Los conjuntos de temporización de púlsares han captado indicios de un fondo de ondas gravitacionales de baja frecuencia. Para buscar ondas de fuentes concretas, normalmente se necesitan plantillas de su forma, lo que limita la búsqueda. Un nuevo método se libera de las plantillas: la señal se descompone en series de Fourier y una envolvente espectral flexible resalta las frecuencias clave. Esto permite determinar simultáneamente la ubicación de la fuente, sus características frecuenciales y el nivel del fondo, teniendo en cuenta también los ruidos propios de los púlsares. Ahora podemos escuchar incluso señales inesperadas en el universo, como un receptor de radio que capta una emisora desconocida.

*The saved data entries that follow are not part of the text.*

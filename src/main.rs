//! ==============================================================================
//! main.rs - ht-logger host entry point
//! ==============================================================================
//!
//! purpose:
//!     this is the composition root. it builds exactly one cache, one store
//!     and one arbiter, hands clones of them to the three independently timed
//!     activities and waits for ctrl-c.
//!
//! responsibilities:
//!     - load configuration (config/host.toml or defaults)
//!     - initialize logging
//!     - open the history store (fatal if it cannot be opened)
//!     - start the serial reader (xbee on /dev/ttyUSB0, or the mock sensor)
//!     - start the 30s persistence cycle
//!     - serve the query endpoints
//!
//! architecture:
//!
//!     ┌──────────────────────────────────────────────────────────────┐
//!     │                      rust host (this file)                    │
//!     │  ┌──────────────┐   ┌──────────────┐   ┌──────────────────┐  │
//!     │  │ serial reader│   │ persistence  │   │ web server       │  │
//!     │  │ (~10s frames)│   │ (30s cycle)  │   │ (port 3000)      │  │
//!     │  └──────┬───────┘   └───┬──────┬───┘   └────┬────────┬────┘  │
//!     │         │ update        │ read │ insert     │ read   │ query │
//!     │         ▼               ▼      │            ▼        │       │
//!     │     ┌────────────────────────┐ │                     │       │
//!     │     │   last-reading cache   │ │                     │       │
//!     │     └────────────────────────┘ ▼                     ▼       │
//!     │                        ┌───────────────────────────────┐     │
//!     │                        │ arbiter (one op at a time,    │     │
//!     │                        │ 60s budget) -> history store  │     │
//!     │                        └───────────────────────────────┘     │
//!     └──────────────────────────────────────────────────────────────┘
//!
//! ==============================================================================

use anyhow::{Context, Result};
use ht_logger::arbiter::StoreArbiter;
use ht_logger::cache::SensorCache;
use ht_logger::config::HostConfig;
use ht_logger::facade::QueryFacade;
use ht_logger::scheduler::PersistenceScheduler;
use ht_logger::serial::{self, SerialReader};
use ht_logger::store::HistoryStore;
use ht_logger::{logging, server};
use tracing::{error, info};

#[tokio::main]
async fn main() -> Result<()> {
    // startup banner
    println!("===========================================================");
    println!("  HT Logger - Remote Temperature/Humidity Host");
    println!("  serial sensor -> cache -> history -> http");
    println!("===========================================================");

    // step 1: load configuration and logging
    let config = HostConfig::load_or_default();
    config.print_summary();
    logging::init(&config.logging);

    // step 2: open the history store behind its arbiter
    info!("[STARTUP] Opening history store...");
    let store = HistoryStore::open(&config.store.path)
        .with_context(|| format!("failed to open history store {}", config.store.path.display()))?;
    let store = StoreArbiter::new(store);
    let cache = SensorCache::new();
    let facade = QueryFacade::new(cache.clone(), store.clone(), config.store_budget());
    info!("[STARTUP] ✓ History store ready");

    // step 3: serial reader (sole writer of the cache)
    let reader_task = match serial::open(&config.serial) {
        Ok(source) => {
            let reader = SerialReader::new(cache.clone(), &config.serial, config.logging.show_sensor_data);
            info!("[STARTUP] ✓ Serial reader running");
            Some(tokio::spawn(async move {
                if let Err(e) = reader.run(source).await {
                    error!("[SERIAL] reader stopped, serving cached/history data only: {}", e);
                }
            }))
        }
        Err(e) => {
            error!("[SERIAL] {}", e);
            None
        }
    };

    // step 4: persistence cycle
    let scheduler = PersistenceScheduler::new(
        cache,
        store,
        config.persistence_interval(),
        config.store_budget(),
    );
    let scheduler_task = tokio::spawn(scheduler.run());

    // step 5: web server
    let bind = config.server.bind.clone();
    let web_task = tokio::spawn(async move {
        if let Err(e) = server::run_server(&bind, facade).await {
            error!("[HTTP] web server error: {:#}", e);
        }
    });
    info!("[STARTUP] ✓ Endpoints live at http://{}", config.server.bind);

    // step 6: run until ctrl-c
    tokio::signal::ctrl_c().await.context("failed to listen for ctrl-c")?;
    info!("[SHUTDOWN] Closing serial port and stopping persistence cycle");
    if let Some(task) = reader_task {
        task.abort();
    }
    scheduler_task.abort();
    web_task.abort();
    Ok(())
}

Los astrónomos escuchan el cosmos como una vieja radio: giran la perilla no para buscar una estación, sino para escuchar cualquier ruido inusual. Este enfoque rompe moldes: en lugar de cazar ondas gravitacionales según patrones aprendidos, capturan todo lo que llega, sin sesgos.
Los púlsares son restos superdensos (estrellas de neutrones) que giran y emiten estrechos haces de radio hacia el espacio, como faros cósmicos. Cuando una onda gravitacional rueda a través del universo, ondula imperceptiblemente el propio tejido del espacio-tiempo (efecto predicho por Einstein), y el acompasado tictac del púlsar se desajusta.
Esto permite incluso detectar ondas inesperadas: la colisión de agujeros negros invisibles o el eco remanente desde el nacimiento del universo.
🎯 Algunos púlsares giran cientos de veces por segundo, y sus impulsos son más precisos que los de los mejores relojes atómicos.